===== GIVEN RECORDS
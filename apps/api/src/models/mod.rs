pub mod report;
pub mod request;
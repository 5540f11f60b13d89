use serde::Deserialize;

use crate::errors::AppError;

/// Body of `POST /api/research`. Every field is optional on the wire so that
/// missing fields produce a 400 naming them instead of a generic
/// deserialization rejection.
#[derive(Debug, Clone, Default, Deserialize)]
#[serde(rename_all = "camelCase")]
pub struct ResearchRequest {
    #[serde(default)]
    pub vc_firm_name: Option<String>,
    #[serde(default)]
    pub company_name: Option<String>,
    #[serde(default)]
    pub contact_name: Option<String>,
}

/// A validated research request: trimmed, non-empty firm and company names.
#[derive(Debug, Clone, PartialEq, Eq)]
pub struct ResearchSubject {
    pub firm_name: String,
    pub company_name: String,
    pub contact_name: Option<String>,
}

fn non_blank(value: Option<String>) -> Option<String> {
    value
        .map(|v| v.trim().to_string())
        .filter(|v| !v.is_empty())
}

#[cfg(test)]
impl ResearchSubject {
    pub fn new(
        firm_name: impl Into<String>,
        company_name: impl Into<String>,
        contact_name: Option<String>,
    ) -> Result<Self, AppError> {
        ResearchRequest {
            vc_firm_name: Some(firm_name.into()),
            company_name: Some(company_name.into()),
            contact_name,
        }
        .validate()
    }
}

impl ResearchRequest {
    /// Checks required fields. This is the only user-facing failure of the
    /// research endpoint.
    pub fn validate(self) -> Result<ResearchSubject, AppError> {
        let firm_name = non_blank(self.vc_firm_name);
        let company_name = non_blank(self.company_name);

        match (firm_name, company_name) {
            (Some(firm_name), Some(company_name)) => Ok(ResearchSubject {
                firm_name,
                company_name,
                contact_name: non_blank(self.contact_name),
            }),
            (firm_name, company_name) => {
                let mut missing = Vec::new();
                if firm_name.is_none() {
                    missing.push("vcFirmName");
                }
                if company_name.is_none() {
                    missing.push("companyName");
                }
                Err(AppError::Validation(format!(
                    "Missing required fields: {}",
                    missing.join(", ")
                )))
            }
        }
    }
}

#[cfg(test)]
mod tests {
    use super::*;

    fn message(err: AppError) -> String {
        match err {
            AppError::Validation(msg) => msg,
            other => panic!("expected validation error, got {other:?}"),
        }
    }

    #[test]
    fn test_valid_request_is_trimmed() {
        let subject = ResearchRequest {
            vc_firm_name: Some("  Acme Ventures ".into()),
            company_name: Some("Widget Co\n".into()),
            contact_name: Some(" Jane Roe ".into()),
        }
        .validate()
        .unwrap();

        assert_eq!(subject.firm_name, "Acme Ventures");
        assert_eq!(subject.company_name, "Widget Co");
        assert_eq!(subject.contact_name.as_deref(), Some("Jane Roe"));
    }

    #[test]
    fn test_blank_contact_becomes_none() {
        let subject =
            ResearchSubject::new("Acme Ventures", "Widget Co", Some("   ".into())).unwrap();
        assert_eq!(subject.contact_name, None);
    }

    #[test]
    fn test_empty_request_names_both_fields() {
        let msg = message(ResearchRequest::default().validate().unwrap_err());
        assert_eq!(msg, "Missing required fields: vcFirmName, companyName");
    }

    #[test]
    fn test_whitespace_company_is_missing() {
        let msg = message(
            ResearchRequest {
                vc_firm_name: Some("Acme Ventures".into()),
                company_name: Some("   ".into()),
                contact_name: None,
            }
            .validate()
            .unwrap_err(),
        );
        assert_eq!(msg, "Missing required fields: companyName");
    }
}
==========
THE TASK: Could you restate every record word for word?

EXERCISE ANSWER:
filename apps/api/src/models/mod.rs
pub mod report;
pub mod request;
repository 5540f11f60b13d89
use serde::Deserialize;

use crate::errors::AppError;

/// Body of `POST /api/research`. Every field is optional on the wire so that
/// missing fields produce a 400 naming them instead of a generic
/// deserialization rejection.
#[derive(Debug, Clone, Default, Deserialize)]
#[serde(rename_all = "camelCase")]
pub struct ResearchRequest {
    #[serde(default)]
    pub vc_firm_name: Option<String>,
    #[serde(default)]
    pub company_name: Option<String>,
    #[serde(default)]
    pub contact_name: Option<String>,
}

/// A validated research request: trimmed, non-empty firm and company names.
#[derive(Debug, Clone, PartialEq, Eq)]
pub struct ResearchSubject {
    pub firm_name: String,
    pub company_name: String,
    pub contact_name: Option<String>,
}

fn non_blank(value: Option<String>) -> Option<String> {
    value
        .map(|v| v.trim().to_string())
        .filter(|v| !v.is_empty())
}

#[cfg(test)]
impl ResearchSubject {
    pub fn new(
        firm_name: impl Into<String>,
        company_name: impl Into<String>,
        contact_name: Option<String>,
    ) -> Result<Self, AppError> {
        ResearchRequest {
            vc_firm_name: Some(firm_name.into()),
            company_name: Some(company_name.into()),
            contact_name,
        }
        .validate()
    }
}

impl ResearchRequest {
    /// Checks required fields. This is the only user-facing failure of the
    /// research endpoint.
    pub fn validate(self) -> Result<ResearchSubject, AppError> {
        let firm_name = non_blank(self.vc_firm_name);
        let company_name = non_blank(self.company_name);

        match (firm_name, company_name) {
            (Some(firm_name), Some(company_name)) => Ok(ResearchSubject {
                firm_name,
                company_name,
                contact_name: non_blank(self.contact_name),
            }),
            (firm_name, company_name) => {
                let mut missing = Vec::new();
                if firm_name.is_none() {
                    missing.push("vcFirmName");
                }
                if company_name.is_none() {
                    missing.push("companyName");
                }
                Err(AppError::Validation(format!(
                    "Missing required fields: {}",
                    missing.join(", ")
                )))
            }
        }
    }
}

#[cfg(test)]
mod tests {
    use super::*;

    fn message(err: AppError) -> String {
        match err {
            AppError::Validation(msg) => msg,
            other => panic!("expected validation error, got {other:?}"),
        }
    }

    #[test]
    fn test_valid_request_is_trimmed() {
        let subject = ResearchRequest {
            vc_firm_name: Some("  Acme Ventures ".into()),
            company_name: Some("Widget Co\n".into()),
            contact_name: Some(" Jane Roe ".into()),
        }
        .validate()
        .unwrap();

        assert_eq!(subject.firm_name, "Acme Ventures");
        assert_eq!(subject.company_name, "Widget Co");
        assert_eq!(subject.contact_name.as_deref(), Some("Jane Roe"));
    }

    #[test]
    fn test_blank_contact_becomes_none() {
        let subject =
            ResearchSubject::new("Acme Ventures", "Widget Co", Some("   ".into())).unwrap();
        assert_eq!(subject.contact_name, None);
    }

    #[test]
    fn test_empty_request_names_both_fields() {
        let msg = message(ResearchRequest::default().validate().unwrap_err());
        assert_eq!(msg, "Missing required fields: vcFirmName, companyName");
    }

    #[test]
    fn test_whitespace_company_is_missing() {
        let msg = message(
            ResearchRequest {
                vc_firm_name: Some("Acme Ventures".into()),
                company_name: Some("   ".into()),
                contact_name: None,
            }
            .validate()
            .unwrap_err(),
        );
        assert_eq!(msg, "Missing required fields: companyName");
    }
}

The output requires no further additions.